Matteo Renzi, senatore e leader Italia Viva, rivolgendosi al mondo agricolo, ha sottolineato l’importanza di governare i processi globali, non di fermarli. “Non potete bloccare la globalizzazione - ha detto - ma potete e dovete governarla, perché i prodotti italiani hanno una forza unica nel mondo. Il punto è che senza la politica non si va da nessuna parte. Se la politica rinuncia al suo ruolo, lascia spazio ai potentati e ai mercati. Il mondo sarà salvato dalla politica, non dai tecnocrati”. Renzi ha anche parlato della riforma della Politica Agricola Comunitaria (Pac): “l’Europa si trova davanti a una scelta cruciale: stanno per tagliare la Pac. Va bene discutere di geopolitica, ma qui siamo davanti a un problema concreto e immediato”. Ed ancora, “se l’Ucraina entrerà, come è giusto che sia, bisogna però capire che l’ingresso di un Paese con una struttura agricola così vasta rischia di ridurre ulteriormente le risorse per tutti gli altri. Noi siamo favorevoli all’allargamento, ma dobbiamo essere consapevoli che questo può avere un impatto devastante sui prossimi dieci anni e su tanti lavoratori del settore agricolo”. L’ex Premier ha poi sottolineato la necessità di un impegno comune a livello europeo: “se la Pac verrà ridimensionata come qualcuno a Bruxelles auspica, non sarà un problema solo per Coldiretti o per chi lavora nei campi: sarà un problema per l’Italia intera. O ci rendiamo conto che questa è un’emergenza nazionale, oppure non andremo da nessuna parte nel difendere l’agricoltura italiana. Serve un grande patto bipartisan tra destra e sinistra per andare in Europa insieme. Lì non esiste governo o opposizione come in Italia: esiste l’interesse nazionale. Sulla Pac togliamoci le maglie dei nostri partiti e indossiamo quella della nazionale. È l’unico modo per difendere davvero l’agricoltura del nostro Paese”.
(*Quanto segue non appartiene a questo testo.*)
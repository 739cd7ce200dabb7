//! Transient report store.
//!
//! A [`ReportStore`] keeps the most recent [`ReportPayload`] under one fixed
//! key of a string key-value backend. In the browser the backend is session
//! storage; tests use [`MemoryBackend`]. A later submission overwrites the
//! previous payload.

use std::cell::RefCell;
use std::collections::HashMap;

use tracing::{debug, warn};

use crate::error::RadarError;
use crate::types::ReportPayload;

/// Minimal string key-value storage, shaped after the Web Storage API.
pub trait KeyValueBackend {
    fn get_item(&self, key: &str) -> Result<Option<String>, RadarError>;
    fn set_item(&self, key: &str, value: &str) -> Result<(), RadarError>;
    fn remove_item(&self, key: &str) -> Result<(), RadarError>;
}

/// Where the intake view leaves a payload and the reveal view picks it up.
pub trait ReportStore {
    /// Replace whatever was stored with `payload`.
    fn save(&self, payload: &ReportPayload) -> Result<(), RadarError>;
    /// The stored payload, or `None` when there is nothing usable.
    fn load(&self) -> Result<Option<ReportPayload>, RadarError>;
    fn clear(&self) -> Result<(), RadarError>;
}

/// [`ReportStore`] writing JSON under a single key of a backend.
#[derive(Debug, Clone)]
pub struct KeyedReportStore<B> {
    backend: B,
    key: String,
}

impl<B: KeyValueBackend> KeyedReportStore<B> {
    pub fn new(backend: B, key: impl Into<String>) -> Self {
        Self {
            backend,
            key: key.into(),
        }
    }
}

impl<B: KeyValueBackend> ReportStore for KeyedReportStore<B> {
    fn save(&self, payload: &ReportPayload) -> Result<(), RadarError> {
        let json = encode_payload(payload)?;
        self.backend.set_item(&self.key, &json)?;
        debug!(key = %self.key, subject = %payload.subject_name, "report stored");
        Ok(())
    }

    fn load(&self) -> Result<Option<ReportPayload>, RadarError> {
        let Some(raw) = self.backend.get_item(&self.key)? else {
            debug!(key = %self.key, "no stored report");
            return Ok(None);
        };
        match decode_payload(&raw) {
            Ok(payload) => Ok(payload),
            Err(e) => {
                // A corrupt entry is indistinguishable from no entry for the reader.
                warn!(key = %self.key, "discarding unreadable stored report: {}", e);
                Ok(None)
            }
        }
    }

    fn clear(&self) -> Result<(), RadarError> {
        self.backend.remove_item(&self.key)
    }
}

/// Serialize a payload the way it is kept in session storage.
pub fn encode_payload(payload: &ReportPayload) -> Result<String, RadarError> {
    Ok(serde_json::to_string(payload)?)
}

/// Parse a stored payload. An entry with an empty report decodes to `None`.
pub fn decode_payload(raw: &str) -> Result<Option<ReportPayload>, RadarError> {
    let payload: ReportPayload = serde_json::from_str(raw)?;
    if payload.report_text.is_empty() {
        return Ok(None);
    }
    Ok(Some(payload))
}

/// In-process backend for tests and non-browser hosts.
#[derive(Debug, Default)]
pub struct MemoryBackend {
    items: RefCell<HashMap<String, String>>,
}

impl MemoryBackend {
    pub fn new() -> Self {
        Self::default()
    }

    pub fn len(&self) -> usize {
        self.items.borrow().len()
    }

    pub fn is_empty(&self) -> bool {
        self.items.borrow().is_empty()
    }
}

impl KeyValueBackend for MemoryBackend {
    fn get_item(&self, key: &str) -> Result<Option<String>, RadarError> {
        Ok(self.items.borrow().get(key).cloned())
    }

    fn set_item(&self, key: &str, value: &str) -> Result<(), RadarError> {
        self.items
            .borrow_mut()
            .insert(key.to_string(), value.to_string());
        Ok(())
    }

    fn remove_item(&self, key: &str) -> Result<(), RadarError> {
        self.items.borrow_mut().remove(key);
        Ok(())
    }
}

impl<B: KeyValueBackend + ?Sized> KeyValueBackend for &B {
    fn get_item(&self, key: &str) -> Result<Option<String>, RadarError> {
        (**self).get_item(key)
    }

    fn set_item(&self, key: &str, value: &str) -> Result<(), RadarError> {
        (**self).set_item(key, value)
    }

    fn remove_item(&self, key: &str) -> Result<(), RadarError> {
        (**self).remove_item(key)
    }
}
Per il segretario nazionale di Azione, Carlo Calenda, “serve una politica di potenza anche in Europa, perché il mondo è entrato nella fase della forza e noi continuiamo a ragionare come se fossimo in una fase di regole e procedure”. Calenda ha sottolineato come “i prodotti agricoli siano storicamente tra i più esposti al rischio di nuove barriere e dazi” e che “la dipendenza europea in materia di difesa e di energia limita la nostra libertà di scelta anche in campo economico”. Nel suo intervento, il leader di Azione ha indicato tre priorità: acqua, energia e stoccaggi. Sull’acqua, ha denunciato la frammentazione del sistema di gestione “diviso tra 2.500 società, troppo piccole per investire e spesso ridotte a centri di potere locale”. Per Calenda serve quindi “una società unica della rete idrica, quotata e in grado di realizzare gli investimenti necessari per bacini e infrastrutture”. Sul fronte energetico, il leader di Azione ha proposto di destinare l’energia idroelettrica prodotta da impianti già finanziati con fondi pubblici alle imprese a un prezzo calmierato, “per sostenere la competitività del sistema produttivo nazionale”. Ma ha richiamato anche l’urgenza di “un piano nazionale di rifacimento degli stoccaggi agricoli, fondamentali non solo per la filiera, ma anche per la sicurezza alimentare del Paese”. Guardando al futuro dell’Unione, Calenda ha, infine, invitato a “ritrovare il senso realistico e concreto dell’integrazione europea. La speranza per l’Europa esiste, ma dobbiamo smettere di pensare che l’Europa sia qualcosa di diverso da noi. Molte delle cose che non riusciamo a fare vengono bloccate nel Consiglio europeo. Non è facile superare i veti nazionali, ma sarà inevitabile: la pressione della realtà lo imporrà. Dobbiamo mettere da parte i proclami e concentrarci sul core business dell’Europa, che è la difesa, lo sviluppo economico e la valorizzazione delle sue eccellenze produttive, anche agricole. Se continuiamo a complicarci la vita con burocrazia e divisioni, finiremo per auto sabotarci”.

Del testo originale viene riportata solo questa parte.